EXERCISE AIM ▸ Look through the entries below. Report each line that has the word "string" in it.

━━━ MATERIALS PROVIDED

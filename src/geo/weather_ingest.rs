//! Pure field-conversion and validation logic backing the (out-of-scope)
//! METAR ingestion job.
//!
//! The scheduled job that fetches and decodes METAR XML is an external
//! collaborator (§1 Out of scope); this module is the in-scope core logic
//! it would call to turn raw METAR fields into a validated `WeatherReport`.
//! No I/O happens here.

use chrono::{DateTime, Duration, Utc};

use crate::db::models::WeatherReport;

/// `visibilityMeters` used when the source encodes "10 statute miles or
/// more" as the sentinel string `"10…"` rather than a parseable number.
const UNLIMITED_VISIBILITY_METERS: f64 = 200_000.0;

const METERS_PER_MILE: f64 = 1609.34;
const MS_PER_KNOT: f64 = 0.5144;

fn round_1dp(v: f64) -> f64 {
    (v * 10.0).round() / 10.0
}

/// Convert a METAR wind speed in knots to m/s, rounded to 1 decimal place.
pub fn wind_kt_to_ms(wind_kt: f64) -> f64 {
    round_1dp(wind_kt * MS_PER_KNOT)
}

/// Convert a METAR visibility field to meters.
///
/// `raw` is the source's textual visibility field; `"10…"` (or any string
/// ending in an ellipsis/"+" after a leading "10") signals "10+ miles",
/// which METAR callers use in place of a precise distance. Anything else is
/// parsed as statute miles and converted.
pub fn visibility_to_meters(raw: &str) -> Option<f64> {
    let trimmed = raw.trim();
    if trimmed.starts_with("10") && trimmed.len() > 2 {
        return Some(UNLIMITED_VISIBILITY_METERS);
    }
    trimmed
        .parse::<f64>()
        .ok()
        .map(|miles| (miles * METERS_PER_MILE).round())
}

/// Build a validated `WeatherReport` from decoded METAR fields, or `None`
/// if the coordinates are out of range (the record is dropped, not a
/// job-level error — S4 / §7).
#[allow(clippy::too_many_arguments)]
pub fn build_weather_report(
    lat: f64,
    lon: f64,
    temperature_c: Option<f64>,
    wind_speed_kt: Option<f64>,
    visibility_raw: Option<&str>,
    precipitation_level: Option<u8>,
    data_timestamp: DateTime<Utc>,
    record_timestamp: DateTime<Utc>,
) -> Option<WeatherReport> {
    if !(-90.0..=90.0).contains(&lat) || !(-180.0..=180.0).contains(&lon) {
        return None;
    }

    let wind_speed_ms = wind_speed_kt.map(wind_kt_to_ms);
    let visibility_meters = visibility_raw.and_then(visibility_to_meters);
    let ttl = record_timestamp + Duration::hours(24);

    Some(WeatherReport {
        lat,
        lon,
        temperature_c,
        wind_speed_ms,
        visibility_meters,
        precipitation_level,
        data_timestamp,
        record_timestamp,
        ttl,
    })
}

#[cfg(test)]
mod tests {
    use super::*;
    use chrono::TimeZone;

    #[test]
    fn wind_kt_conversion_matches_spec_example() {
        // 10 kt -> ~5.1 m/s (S4)
        assert!((wind_kt_to_ms(10.0) - 5.1).abs() < 1e-9);
    }

    #[test]
    fn visibility_sentinel_is_unlimited() {
        assert_eq!(visibility_to_meters("10…"), Some(UNLIMITED_VISIBILITY_METERS));
        assert_eq!(visibility_to_meters("10+"), Some(UNLIMITED_VISIBILITY_METERS));
    }

    #[test]
    fn visibility_parses_statute_miles() {
        let meters = visibility_to_meters("6").unwrap();
        assert!((meters - 6.0 * METERS_PER_MILE).round().abs() < 1.0);
    }

    #[test]
    fn invalid_latitude_is_rejected() {
        let now = Utc.with_ymd_and_hms(2026, 1, 1, 0, 0, 0).unwrap();
        let report = build_weather_report(91.0, -122.37, Some(15.6), Some(10.0), Some("10…"), None, now, now);
        assert!(report.is_none());
    }

    #[test]
    fn valid_metar_is_stored_with_converted_fields() {
        let now = Utc.with_ymd_and_hms(2026, 1, 1, 0, 0, 0).unwrap();
        let report =
            build_weather_report(37.62, -122.37, Some(15.6), Some(10.0), Some("10…"), None, now, now)
                .expect("valid record");
        assert!((report.wind_speed_ms.unwrap() - 5.1).abs() < 1e-9);
        assert_eq!(report.ttl, now + Duration::hours(24));
    }
}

━━━━━━

RESPONSE BELOW ▸
/// more" as the sentinel string `"10…"` rather than a parseable number.
/// `raw` is the source's textual visibility field; `"10…"` (or any string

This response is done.